こうした先方の要望を踏まえ“深セン市成人男性に占めるMSMの推定割合”調査についてディスカッションし、概ね以下の調査デザインとすることとした。
- 標本数:サンプル対象は深セン市成人男性推定人口の1000分の1以上とし、約4千人以上を目途とする。
- 調査方法:深センCDCが過去に実施した経験があるスマートフォンのSMS機能を利用し、調査用のシステムを開発する。サンプルは深セン市成人男性人口構成比に基づき、同人口構成比に対応するサンプル数を開発システムによりランダムに収集する。質問項目はSMSによるアンケート調査であることを考慮して10問程度を想定する。
又、今年度内に深センNGOと市川先生グループが支援する本邦NGOとの交流事業を実施する方向で検討することとし、受入・各種調整業務を長大CICORNが担当することとした。時期については、年内には実施したいところである。

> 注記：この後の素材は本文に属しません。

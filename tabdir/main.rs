mod cli;

use anyhow::{
  Context,
  Result,
};
use tabdir_geometry::Rect;
use tabdir_renderer::{
  MouseButton,
  PointerEvent,
  Renderer,
  RendererConfig,
};
use tabdir_selector::{
  Component,
  EventResult,
  SelectorTheme,
  TextDirectionSelector,
};

use crate::cli::CliOptions;

fn main() -> Result<()> {
  env_logger::init();
  let options = CliOptions::parse()?;

  let theme = match &options.theme {
    Some(path) => {
      SelectorTheme::load(path)
        .with_context(|| format!("failed to load theme {}", path.display()))?
    },
    None => SelectorTheme::default(),
  };
  let background_color = theme.window;

  let bounds = Rect::from_size(options.size);
  let mut selector = TextDirectionSelector::new()
    .with_bounds(bounds)
    .with_theme(theme)
    .on_change(|direction| log::info!("selection changed to {direction}"));

  if let Some(direction) = options.select {
    let changed = selector.set_selected(direction);
    log::debug!("select {direction}: changed = {changed}");
  }

  let events = options
    .clicks
    .iter()
    .map(|point| {
      PointerEvent::Clicked {
        x:      point.x,
        y:      point.y,
        button: MouseButton::Left,
      }
    })
    .chain(options.hover.map(|point| {
      PointerEvent::Moved {
        x: point.x,
        y: point.y,
      }
    }))
    .chain(options.leave.then_some(PointerEvent::Left));

  for event in events {
    let result = selector.handle_event(&event);
    log_result(&event, result);
  }

  let mut renderer = Renderer::with_config(options.size, RendererConfig { background_color })
    .context("failed to create render target")?;
  renderer.begin_frame();
  selector
    .render(&mut renderer, bounds)
    .context("failed to render selector")?;
  renderer
    .save_png(&options.output)
    .with_context(|| format!("failed to write {}", options.output.display()))?;
  log::info!("wrote {}", options.output.display());

  println!("{}", selector.selected());
  Ok(())
}

fn log_result(event: &PointerEvent, result: EventResult) {
  match result {
    EventResult::Ignored => log::debug!("{event:?}: ignored"),
    EventResult::Redraw => log::debug!("{event:?}: redraw"),
    EventResult::SelectionChanged(direction) => {
      log::debug!("{event:?}: selection changed to {direction}")
    },
  }
}
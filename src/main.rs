//! wgknife: WinGroove soundbank dumper.
//!
//! Usage:
//!   wgknife -d   path/to/bank   describe every record on stdout
//!   wgknife -sd  path/to/bank   dump samples to `<bank>_dmp/`
//!   wgknife -sfz path/to/bank   export SFZ instruments to `<bank>_sfz/`

mod cli;

use std::fs;
use std::io::{self, BufWriter, Write};
use std::process::ExitCode;

use clap::Parser;
use tracing::Level;
use tracing_subscriber::EnvFilter;
use wg_master::{
    describe_bank, dump_samples, export_instruments, load_name_table, Bank, ExportKind,
    NameTable, OutputLayout,
};

use cli::{exit, Cli, Mode};

fn main() -> ExitCode {
    let cli = match Cli::try_parse() {
        Ok(cli) => cli,
        Err(err) => {
            let _ = err.print();
            return if err.use_stderr() {
                ExitCode::from(exit::USAGE)
            } else {
                ExitCode::SUCCESS
            };
        }
    };

    let level = if cli.verbose { Level::DEBUG } else { Level::INFO };
    tracing_subscriber::fmt()
        .with_env_filter(
            EnvFilter::builder()
                .with_default_directive(level.into())
                .from_env_lossy(),
        )
        .with_writer(io::stderr)
        .init();

    match run(&cli) {
        Ok(()) => ExitCode::SUCCESS,
        Err(code) => ExitCode::from(code),
    }
}

fn run(cli: &Cli) -> Result<(), u8> {
    let data = fs::read(&cli.path).map_err(|e| {
        eprintln!("Failed to read {}: {}", cli.path.display(), e);
        exit::OPEN
    })?;

    let bank = Bank::open(&data).map_err(|e| {
        eprintln!("Not a WinGroove bank {}: {}", cli.path.display(), e);
        exit::BAD_HEADER
    })?;
    tracing::debug!(
        path = %cli.path.display(),
        bytes = data.len(),
        version = bank.header().version,
        "opened bank"
    );

    let names = match &cli.names {
        Some(path) => load_name_table(path).map_err(|e| {
            eprintln!("{e}");
            exit::NAME_TABLE
        })?,
        None => NameTable::new(),
    };

    match cli.mode {
        Mode::Describe => describe(&bank, &names),
        Mode::SampleDump | Mode::Sfz => export(cli, &bank, &names),
    }
}

fn describe(bank: &Bank<'_>, names: &NameTable) -> Result<(), u8> {
    let stdout = io::stdout();
    let mut out = BufWriter::new(stdout.lock());
    describe_bank(&mut out, bank, names)
        .and_then(|()| out.flush())
        .map_err(|e| {
            eprintln!("Failed to write description: {e}");
            exit::DESCRIBE
        })
}

fn export(cli: &Cli, bank: &Bank<'_>, names: &NameTable) -> Result<(), u8> {
    let kind = match cli.mode {
        Mode::Sfz => ExportKind::Instruments,
        _ => ExportKind::SampleDump,
    };
    let layout = OutputLayout::new(kind, &cli.path, cli.out_dir.as_deref());

    let result = match kind {
        ExportKind::SampleDump => dump_samples(bank, names, &layout),
        ExportKind::Instruments => export_instruments(bank, names, &layout),
    };
    let report = result.map_err(|e| {
        eprintln!("{e}");
        exit::INCOMPLETE_EXPORT
    })?;

    if report.is_complete() {
        Ok(())
    } else {
        eprintln!(
            "{} {} finished with {} skipped artifact(s)",
            cli.mode,
            layout.root().display(),
            report.skipped.len()
        );
        Err(exit::INCOMPLETE_EXPORT)
    }
}
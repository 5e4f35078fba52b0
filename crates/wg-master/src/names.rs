//! Name table files.
//!
//! ```toml
//! [[patch]]
//! slot = 0
//! name = "Grand Piano"
//!
//! [[sample]]
//! start = 4660
//! end = 9320
//! name = "Piano C4"
//! ```

use std::fs;
use std::path::{Path, PathBuf};

use serde::Deserialize;
use thiserror::Error;
use tracing::debug;
use wg_bank::{NameTable, Slot};

#[derive(Debug, Error)]
pub enum NameTableError {
    #[error("cannot read name table {}: {source}", path.display())]
    Io {
        path: PathBuf,
        source: std::io::Error,
    },
    #[error("invalid name table {}: {source}", path.display())]
    Parse {
        path: PathBuf,
        source: toml::de::Error,
    },
}

#[derive(Debug, Default, Deserialize)]
#[serde(deny_unknown_fields)]
struct NameFile {
    #[serde(default, rename = "patch")]
    patches: Vec<PatchName>,
    #[serde(default, rename = "sample")]
    samples: Vec<SampleName>,
}

#[derive(Debug, Deserialize)]
#[serde(deny_unknown_fields)]
struct PatchName {
    slot: u8,
    name: String,
}

#[derive(Debug, Deserialize)]
#[serde(deny_unknown_fields)]
struct SampleName {
    start: u32,
    end: u32,
    name: String,
}

/// Parse name table text. Entries are applied in file order, so a later
/// entry for the same key wins.
pub fn parse_name_table(text: &str) -> Result<NameTable, toml::de::Error> {
    let file: NameFile = toml::from_str(text)?;
    let mut table = NameTable::new();
    for patch in file.patches {
        table.insert_patch(Slot::new(patch.slot), patch.name);
    }
    for sample in file.samples {
        table.insert_sample(sample.start, sample.end, sample.name);
    }
    Ok(table)
}

/// Load a name table file.
pub fn load_name_table(path: &Path) -> Result<NameTable, NameTableError> {
    let text = fs::read_to_string(path).map_err(|source| NameTableError::Io {
        path: path.to_path_buf(),
        source,
    })?;
    let table = parse_name_table(&text).map_err(|source| NameTableError::Parse {
        path: path.to_path_buf(),
        source,
    })?;
    debug!(
        path = %path.display(),
        patches = table.patch_count(),
        samples = table.sample_count(),
        "loaded name table"
    );
    Ok(table)
}

#[cfg(test)]
mod tests {
    use super::*;

    #[test]
    fn parses_patches_and_samples() {
        let table = parse_name_table(
            r#"
            [[patch]]
            slot = 0
            name = "Grand Piano"

            [[patch]]
            slot = 128
            name = "House Kit"

            [[sample]]
            start = 4660
            end = 9320
            name = "Piano C4"
            "#,
        )
        .unwrap();
        assert_eq!(table.patch_label(Slot::new(0)), "Grand Piano");
        assert_eq!(table.patch_label(Slot::new(128)), "House Kit");
        assert_eq!(table.patch_label(Slot::new(1)), "Bright Acoustic Piano");
        assert_eq!(table.sample_name_for(4660, 9320), "Piano C4");
    }

    #[test]
    fn empty_file_is_empty_table() {
        let table = parse_name_table("").unwrap();
        assert_eq!(table.patch_count(), 0);
        assert_eq!(table.sample_count(), 0);
    }

    #[test]
    fn rejects_unknown_keys() {
        assert!(parse_name_table("[[patch]]\nslot = 1\nname = \"x\"\ncolor = 3\n").is_err());
        assert!(parse_name_table("[[instrument]]\nslot = 1\n").is_err());
    }

    #[test]
    fn rejects_slot_out_of_range() {
        assert!(parse_name_table("[[patch]]\nslot = 256\nname = \"x\"\n").is_err());
    }

    #[test]
    fn missing_file_is_io_error() {
        let dir = tempfile::tempdir().unwrap();
        let err = load_name_table(&dir.path().join("absent.toml")).unwrap_err();
        assert!(matches!(err, NameTableError::Io { .. }));
    }

    #[test]
    fn bad_toml_is_parse_error() {
        let dir = tempfile::tempdir().unwrap();
        let path = dir.path().join("names.toml");
        fs::write(&path, "[[patch]]\nslot = \"zero\"\n").unwrap();
        let err = load_name_table(&path).unwrap_err();
        assert!(matches!(err, NameTableError::Parse { .. }));
        assert!(err.to_string().contains("names.toml"));
    }
}
//! Human-readable names for patches and samples.
//!
//! Banks carry no names. Patches are labelled by slot and samples by their
//! `(start, end)` data range; anything not in the table gets a generated name.

use std::collections::HashMap;

use crate::bank::SampleHeader;
use crate::slot::Slot;

/// General MIDI level 1 program names, bank 0.
#[rustfmt::skip]
pub const GM_PROGRAM_NAMES: [&str; 128] = [
    "Acoustic Grand Piano", "Bright Acoustic Piano", "Electric Grand Piano", "Honky-tonk Piano",
    "Electric Piano 1", "Electric Piano 2", "Harpsichord", "Clavi",
    "Celesta", "Glockenspiel", "Music Box", "Vibraphone",
    "Marimba", "Xylophone", "Tubular Bells", "Dulcimer",
    "Drawbar Organ", "Percussive Organ", "Rock Organ", "Church Organ",
    "Reed Organ", "Accordion", "Harmonica", "Tango Accordion",
    "Acoustic Guitar (nylon)", "Acoustic Guitar (steel)", "Electric Guitar (jazz)", "Electric Guitar (clean)",
    "Electric Guitar (muted)", "Overdriven Guitar", "Distortion Guitar", "Guitar Harmonics",
    "Acoustic Bass", "Electric Bass (finger)", "Electric Bass (pick)", "Fretless Bass",
    "Slap Bass 1", "Slap Bass 2", "Synth Bass 1", "Synth Bass 2",
    "Violin", "Viola", "Cello", "Contrabass",
    "Tremolo Strings", "Pizzicato Strings", "Orchestral Harp", "Timpani",
    "String Ensemble 1", "String Ensemble 2", "SynthStrings 1", "SynthStrings 2",
    "Choir Aahs", "Voice Oohs", "Synth Voice", "Orchestra Hit",
    "Trumpet", "Trombone", "Tuba", "Muted Trumpet",
    "French Horn", "Brass Section", "SynthBrass 1", "SynthBrass 2",
    "Soprano Sax", "Alto Sax", "Tenor Sax", "Baritone Sax",
    "Oboe", "English Horn", "Bassoon", "Clarinet",
    "Piccolo", "Flute", "Recorder", "Pan Flute",
    "Blown Bottle", "Shakuhachi", "Whistle", "Ocarina",
    "Lead 1 (square)", "Lead 2 (sawtooth)", "Lead 3 (calliope)", "Lead 4 (chiff)",
    "Lead 5 (charang)", "Lead 6 (voice)", "Lead 7 (fifths)", "Lead 8 (bass + lead)",
    "Pad 1 (new age)", "Pad 2 (warm)", "Pad 3 (polysynth)", "Pad 4 (choir)",
    "Pad 5 (bowed)", "Pad 6 (metallic)", "Pad 7 (halo)", "Pad 8 (sweep)",
    "FX 1 (rain)", "FX 2 (soundtrack)", "FX 3 (crystal)", "FX 4 (atmosphere)",
    "FX 5 (brightness)", "FX 6 (goblins)", "FX 7 (echoes)", "FX 8 (sci-fi)",
    "Sitar", "Banjo", "Shamisen", "Koto",
    "Kalimba", "Bag pipe", "Fiddle", "Shanai",
    "Tinkle Bell", "Agogo", "Steel Drums", "Woodblock",
    "Taiko Drum", "Melodic Tom", "Synth Drum", "Reverse Cymbal",
    "Guitar Fret Noise", "Breath Noise", "Seashore", "Bird Tweet",
    "Telephone Ring", "Helicopter", "Applause", "Gunshot",
];

/// GS drum kit names by program, bank 128.
const GS_DRUM_KITS: [(u8, &str); 10] = [
    (0, "Standard Kit"),
    (8, "Room Kit"),
    (16, "Power Kit"),
    (24, "Electronic Kit"),
    (25, "TR-808 Kit"),
    (32, "Jazz Kit"),
    (40, "Brush Kit"),
    (48, "Orchestra Kit"),
    (56, "SFX Kit"),
    (127, "CM-64 Kit"),
];

/// Default label for a slot with no table entry.
pub fn default_patch_label(slot: Slot) -> String {
    if slot.is_drum() {
        GS_DRUM_KITS
            .iter()
            .find(|(program, _)| *program == slot.program())
            .map(|(_, name)| (*name).to_string())
            .unwrap_or_else(|| format!("Drumkit {:03}", slot.program()))
    } else {
        GM_PROGRAM_NAMES[slot.program() as usize].to_string()
    }
}

/// Name generated from a sample's data range.
pub fn synthesized_sample_name(start: u32, end: u32) -> String {
    format!("{start:010}-{end:010}-{start:08X}-{end:08X}")
}

/// Make a label safe to use as a file name component.
pub fn sanitize_file_stem(label: &str) -> String {
    let cleaned: String = label
        .chars()
        .map(|c| match c {
            '/' | '\\' | ':' | '*' | '?' | '"' | '<' | '>' | '|' => '_',
            c if c.is_control() => '_',
            c => c,
        })
        .collect();
    let trimmed = cleaned.trim_matches(|c: char| c == '.' || c.is_whitespace());
    if trimmed.is_empty() {
        "_".to_string()
    } else {
        trimmed.to_string()
    }
}

/// Patch labels and sample names for one bank.
#[derive(Clone, Debug, Default)]
pub struct NameTable {
    patches: HashMap<Slot, String>,
    samples: HashMap<(u32, u32), String>,
}

impl NameTable {
    pub fn new() -> Self {
        Self::default()
    }

    pub fn insert_patch(&mut self, slot: Slot, label: impl Into<String>) {
        self.patches.insert(slot, label.into());
    }

    pub fn insert_sample(&mut self, start: u32, end: u32, name: impl Into<String>) {
        self.samples.insert((start, end), name.into());
    }

    pub fn patch_count(&self) -> usize {
        self.patches.len()
    }

    pub fn sample_count(&self) -> usize {
        self.samples.len()
    }

    /// Table entry for `slot`, falling back to the General MIDI / GS name.
    pub fn patch_label(&self, slot: Slot) -> String {
        self.patches
            .get(&slot)
            .cloned()
            .unwrap_or_else(|| default_patch_label(slot))
    }

    /// Table entry for the sample's data range, or a name built from it.
    pub fn sample_name(&self, sample: &SampleHeader<'_>) -> String {
        let (start, end) = sample.identity();
        self.sample_name_for(start, end)
    }

    pub fn sample_name_for(&self, start: u32, end: u32) -> String {
        self.samples
            .get(&(start, end))
            .cloned()
            .unwrap_or_else(|| synthesized_sample_name(start, end))
    }
}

日中双方での懸案について知見を共有し協働研究を行っていく過程では、行政制度、社会風俗等の違いから戸惑い、調整が必要となり、想像以上に労力が必要になることは容易に想像できるが、こうした研究活動の積み重ねが東アジアでの感染症コントロール、将来の同地域の社会の安定に繋がることを期待したい。